╭─ DATA RECORDS
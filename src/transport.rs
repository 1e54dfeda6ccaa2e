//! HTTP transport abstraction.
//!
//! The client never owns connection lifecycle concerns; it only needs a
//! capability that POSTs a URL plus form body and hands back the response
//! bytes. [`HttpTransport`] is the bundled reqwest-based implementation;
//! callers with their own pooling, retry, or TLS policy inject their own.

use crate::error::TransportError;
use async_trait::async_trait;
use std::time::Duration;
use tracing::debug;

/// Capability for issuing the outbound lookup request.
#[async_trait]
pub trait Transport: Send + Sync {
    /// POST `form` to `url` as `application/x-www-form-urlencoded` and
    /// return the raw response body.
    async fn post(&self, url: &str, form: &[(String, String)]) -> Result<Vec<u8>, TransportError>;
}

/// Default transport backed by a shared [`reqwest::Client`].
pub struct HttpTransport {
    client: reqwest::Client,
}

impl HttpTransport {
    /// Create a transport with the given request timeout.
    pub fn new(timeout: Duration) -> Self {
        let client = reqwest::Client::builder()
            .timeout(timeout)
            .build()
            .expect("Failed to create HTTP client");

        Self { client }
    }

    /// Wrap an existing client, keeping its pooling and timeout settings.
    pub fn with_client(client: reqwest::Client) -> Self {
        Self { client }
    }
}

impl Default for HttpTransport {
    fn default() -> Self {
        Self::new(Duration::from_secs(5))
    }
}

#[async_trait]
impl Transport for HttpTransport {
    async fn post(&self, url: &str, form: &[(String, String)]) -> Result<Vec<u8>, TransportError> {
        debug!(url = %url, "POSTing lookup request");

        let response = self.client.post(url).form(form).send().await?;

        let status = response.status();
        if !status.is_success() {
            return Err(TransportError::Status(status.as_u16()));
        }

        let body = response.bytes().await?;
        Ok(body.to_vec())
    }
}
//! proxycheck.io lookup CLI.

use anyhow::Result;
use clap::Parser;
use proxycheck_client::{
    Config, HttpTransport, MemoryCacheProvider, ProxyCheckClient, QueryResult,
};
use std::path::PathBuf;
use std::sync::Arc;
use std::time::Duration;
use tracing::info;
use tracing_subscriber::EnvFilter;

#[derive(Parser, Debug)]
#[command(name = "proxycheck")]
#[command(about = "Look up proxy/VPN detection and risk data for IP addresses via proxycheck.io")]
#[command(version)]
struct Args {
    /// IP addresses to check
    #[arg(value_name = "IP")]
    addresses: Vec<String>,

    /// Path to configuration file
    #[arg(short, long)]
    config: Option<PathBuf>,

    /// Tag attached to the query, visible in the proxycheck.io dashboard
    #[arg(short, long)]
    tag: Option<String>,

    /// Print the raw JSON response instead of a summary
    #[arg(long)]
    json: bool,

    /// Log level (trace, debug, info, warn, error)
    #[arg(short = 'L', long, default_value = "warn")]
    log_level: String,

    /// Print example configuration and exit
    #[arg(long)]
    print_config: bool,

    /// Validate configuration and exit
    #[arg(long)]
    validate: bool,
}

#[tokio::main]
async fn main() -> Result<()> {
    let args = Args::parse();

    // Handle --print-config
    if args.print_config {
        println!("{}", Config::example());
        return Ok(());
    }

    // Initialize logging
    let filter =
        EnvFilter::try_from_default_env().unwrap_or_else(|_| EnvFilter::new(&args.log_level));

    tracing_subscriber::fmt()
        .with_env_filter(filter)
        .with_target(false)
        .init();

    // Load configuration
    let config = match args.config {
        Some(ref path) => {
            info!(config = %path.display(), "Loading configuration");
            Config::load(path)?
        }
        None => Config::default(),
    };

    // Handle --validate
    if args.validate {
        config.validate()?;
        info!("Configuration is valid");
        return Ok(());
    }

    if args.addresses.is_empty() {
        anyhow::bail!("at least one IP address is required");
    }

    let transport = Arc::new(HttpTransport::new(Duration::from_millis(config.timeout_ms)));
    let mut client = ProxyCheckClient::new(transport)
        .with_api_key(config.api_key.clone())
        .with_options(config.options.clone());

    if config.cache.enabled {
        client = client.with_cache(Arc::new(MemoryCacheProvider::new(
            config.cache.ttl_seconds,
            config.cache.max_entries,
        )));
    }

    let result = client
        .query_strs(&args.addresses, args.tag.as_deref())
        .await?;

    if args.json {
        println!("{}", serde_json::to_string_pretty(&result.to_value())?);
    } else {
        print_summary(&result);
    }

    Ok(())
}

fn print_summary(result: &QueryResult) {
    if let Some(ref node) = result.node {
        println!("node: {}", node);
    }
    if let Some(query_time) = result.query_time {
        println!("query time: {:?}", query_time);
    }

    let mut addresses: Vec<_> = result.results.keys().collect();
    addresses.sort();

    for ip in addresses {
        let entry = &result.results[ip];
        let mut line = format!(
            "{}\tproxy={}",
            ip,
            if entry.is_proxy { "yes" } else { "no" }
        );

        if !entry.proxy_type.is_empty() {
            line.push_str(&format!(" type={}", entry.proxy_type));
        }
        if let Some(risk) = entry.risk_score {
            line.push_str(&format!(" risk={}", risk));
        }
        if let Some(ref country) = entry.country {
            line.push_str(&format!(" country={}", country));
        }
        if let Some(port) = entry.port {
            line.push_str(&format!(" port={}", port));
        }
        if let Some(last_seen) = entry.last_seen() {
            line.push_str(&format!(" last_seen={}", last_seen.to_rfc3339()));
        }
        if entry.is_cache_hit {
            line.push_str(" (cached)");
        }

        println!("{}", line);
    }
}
╰─
--- AIM OF THE EXERCISE ---
Taking the line with "bundled reqwest-based implementation;" as the first and the line with "pub trait Transport: Send" as the last, retype that stretch of the data above exactly, with no other lines.

--- RESULT BELOW ---
//! bytes. [`HttpTransport`] is the bundled reqwest-based implementation;
//! callers with their own pooling, retry, or TLS policy inject their own.

use crate::error::TransportError;
use async_trait::async_trait;
use std::time::Duration;
use tracing::debug;

/// Capability for issuing the outbound lookup request.
#[async_trait]
pub trait Transport: Send + Sync {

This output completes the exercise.